A member of a rescue team and a dog search for survivors at the GOC university on January 19, 2010 in Port-au-Prince, Haiti. (Uriel Sinai/Getty Images)
The real number of deaths in last year’s earthquake in Haiti may be less than what the government estimated, a U.S.-based agency said in a study on Tuesday.
The Haitian government and the United Nations said that more than 220,000 people were killed in the quake, but the U.S. Agency for International Development (USAID) said that no more than 85,000 were killed in the quake.
The unpublished report, which was obtained by The Wall Street Journal, essentially questions the worthiness of the billions of dollars that was donated and given to the beleaguered nation.
The study is based on samples taken from hard-hit areas in Port-au-Prince, and the survey had questions for residents regarding how many people lived there before and after the quake.

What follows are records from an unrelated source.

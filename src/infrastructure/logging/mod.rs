//! Optional structured logging for connectors.
//!
//! Connectors emit fire-and-forget [`LogEntry`] records through a
//! [`LoggingConnector`]. When no connector is configured every call is a
//! no-op, and a failing connector never affects the operation being logged.
//!
//! Two implementations are provided:
//! - [`TracingLoggingConnector`] forwards entries to `tracing`
//! - [`MemoryLoggingConnector`] keeps entries in memory for inspection

mod memory;

use std::fmt;
use std::sync::Arc;

use async_trait::async_trait;
use chrono::Utc;
use serde::{Deserialize, Serialize};

use crate::registry::ConnectorRegistry;

pub use memory::MemoryLoggingConnector;

#[derive(Debug, Clone, Copy, PartialEq, Eq, Serialize, Deserialize)]
#[serde(rename_all = "lowercase")]
pub enum LogLevel {
    Debug,
    Info,
    Warn,
    Error,
}

/// A single log record
#[derive(Debug, Clone, PartialEq, Serialize, Deserialize)]
pub struct LogEntry {
    pub level: LogLevel,

    /// Component emitting the entry
    pub source: String,

    /// Milliseconds since the Unix epoch
    pub ts: i64,

    /// Message key, e.g. `smsSending`
    pub message: String,

    #[serde(skip_serializing_if = "Option::is_none")]
    pub data: Option<serde_json::Value>,
}

impl LogEntry {
    pub fn new(level: LogLevel, source: &str, message: &str) -> Self {
        Self {
            level,
            source: source.to_string(),
            ts: Utc::now().timestamp_millis(),
            message: message.to_string(),
            data: None,
        }
    }

    pub fn with_data(mut self, data: serde_json::Value) -> Self {
        self.data = Some(data);
        self
    }
}

/// Sink for connector log entries
#[async_trait]
pub trait LoggingConnector: Send + Sync {
    async fn log(&self, entry: LogEntry);
}

/// Forwards log entries to the `tracing` subscriber
#[derive(Debug, Clone, Default)]
pub struct TracingLoggingConnector;

#[async_trait]
impl LoggingConnector for TracingLoggingConnector {
    async fn log(&self, entry: LogEntry) {
        let data = entry.data.map(|d| d.to_string()).unwrap_or_default();
        match entry.level {
            LogLevel::Debug => {
                tracing::debug!(source = %entry.source, ts = entry.ts, data = %data, "{}", entry.message)
            }
            LogLevel::Info => {
                tracing::info!(source = %entry.source, ts = entry.ts, data = %data, "{}", entry.message)
            }
            LogLevel::Warn => {
                tracing::warn!(source = %entry.source, ts = entry.ts, data = %data, "{}", entry.message)
            }
            LogLevel::Error => {
                tracing::error!(source = %entry.source, ts = entry.ts, data = %data, "{}", entry.message)
            }
        }
    }
}

/// Handle to an optional logging connector.
///
/// Cloning is cheap; an empty logger swallows every entry.
#[derive(Clone, Default)]
pub struct Logger {
    connector: Option<Arc<dyn LoggingConnector>>,
}

impl fmt::Debug for Logger {
    fn fmt(&self, f: &mut fmt::Formatter<'_>) -> fmt::Result {
        f.debug_struct("Logger")
            .field("configured", &self.connector.is_some())
            .finish()
    }
}

impl Logger {
    pub fn new(connector: Arc<dyn LoggingConnector>) -> Self {
        Self {
            connector: Some(connector),
        }
    }

    /// A logger that drops everything
    pub fn disabled() -> Self {
        Self::default()
    }

    /// Resolve a logging connector by name, tolerating its absence
    pub fn from_registry(
        registry: &ConnectorRegistry<dyn LoggingConnector>,
        logging_connector_type: Option<&str>,
    ) -> Self {
        let connector = logging_connector_type.and_then(|name| registry.get_if_exists(name));
        if logging_connector_type.is_some() && connector.is_none() {
            tracing::debug!(
                logging_connector_type = ?logging_connector_type,
                "Logging connector not registered, log entries will be dropped"
            );
        }
        Self { connector }
    }

    pub fn is_enabled(&self) -> bool {
        self.connector.is_some()
    }

    pub async fn log(&self, entry: LogEntry) {
        if let Some(connector) = &self.connector {
            connector.log(entry).await;
        }
    }

    pub async fn info(&self, source: &str, message: &str) {
        self.log(LogEntry::new(LogLevel::Info, source, message)).await;
    }

    pub async fn info_with(&self, source: &str, message: &str, data: serde_json::Value) {
        self.log(LogEntry::new(LogLevel::Info, source, message).with_data(data))
            .await;
    }

    pub async fn error(&self, source: &str, message: &str) {
        self.log(LogEntry::new(LogLevel::Error, source, message)).await;
    }
}

#[cfg(test)]
mod tests {
    use super::*;
    use serde_json::json;

    #[tokio::test]
    async fn test_disabled_logger_is_noop() {
        let logger = Logger::disabled();
        assert!(!logger.is_enabled());
        logger.info("Test", "nothing").await;
    }

    #[tokio::test]
    async fn test_logger_forwards_entries() {
        let memory = Arc::new(MemoryLoggingConnector::new());
        let logger = Logger::new(memory.clone());

        logger.info("SesEmailConnector", "emailSending").await;
        logger
            .info_with("SesEmailConnector", "templateCreating", json!({"name": "welcome"}))
            .await;
        logger.error("SesEmailConnector", "createTemplateFailed").await;

        let entries = memory.entries().await;
        assert_eq!(entries.len(), 3);
        assert_eq!(entries[0].level, LogLevel::Info);
        assert_eq!(entries[1].data, Some(json!({"name": "welcome"})));
        assert_eq!(entries[2].level, LogLevel::Error);
        assert_eq!(entries[2].message, "createTemplateFailed");
    }

    #[test]
    fn test_from_registry_tolerates_missing_connector() {
        let registry: ConnectorRegistry<dyn LoggingConnector> = ConnectorRegistry::new("logging");
        let logger = Logger::from_registry(&registry, Some("node-logging"));
        assert!(!logger.is_enabled());

        registry.register("node-logging", || Arc::new(TracingLoggingConnector));
        let logger = Logger::from_registry(&registry, Some("node-logging"));
        assert!(logger.is_enabled());
    }

    #[test]
    fn test_log_entry_serialization() {
        let entry = LogEntry::new(LogLevel::Warn, "Test", "somethingOdd");
        let value = serde_json::to_value(&entry).unwrap();
        assert_eq!(value["level"], "warn");
        assert!(value.get("data").is_none());
    }
}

The study also estimated that the quake made nearly 900,000 people homeless rather than the Haitian government’s estimates of 1.5 million, according to the Journal. It also claimed that between 141,000 and 375,000 people live in tent cities rather than the estimated 680,000.
Timothy Schwartz, who did some of the work for USAID, said in a blog post on Salon that “it seems pretty clear that no one, not the government nor anyone else, had any idea how many people were killed.”
“But the interesting thing is, that while I am not impugning any motivations, almost everyone who had anything to do with any type of official agency or NGO seemed deliberately bent on skewing the numbers as high as they possibly could. And they did so with total disregard for the evidence,” he added.
The Associated Press reported that the study at this stage has some inconsistencies and won’t be released publicly until they are changed.U.S. State Department spokesperson Preeti Shah told AP, “The first draft of the report contained internal inconsistencies with its own findings” and that they “are reviewing these inconsistencies … to ensure information we release is accurate.”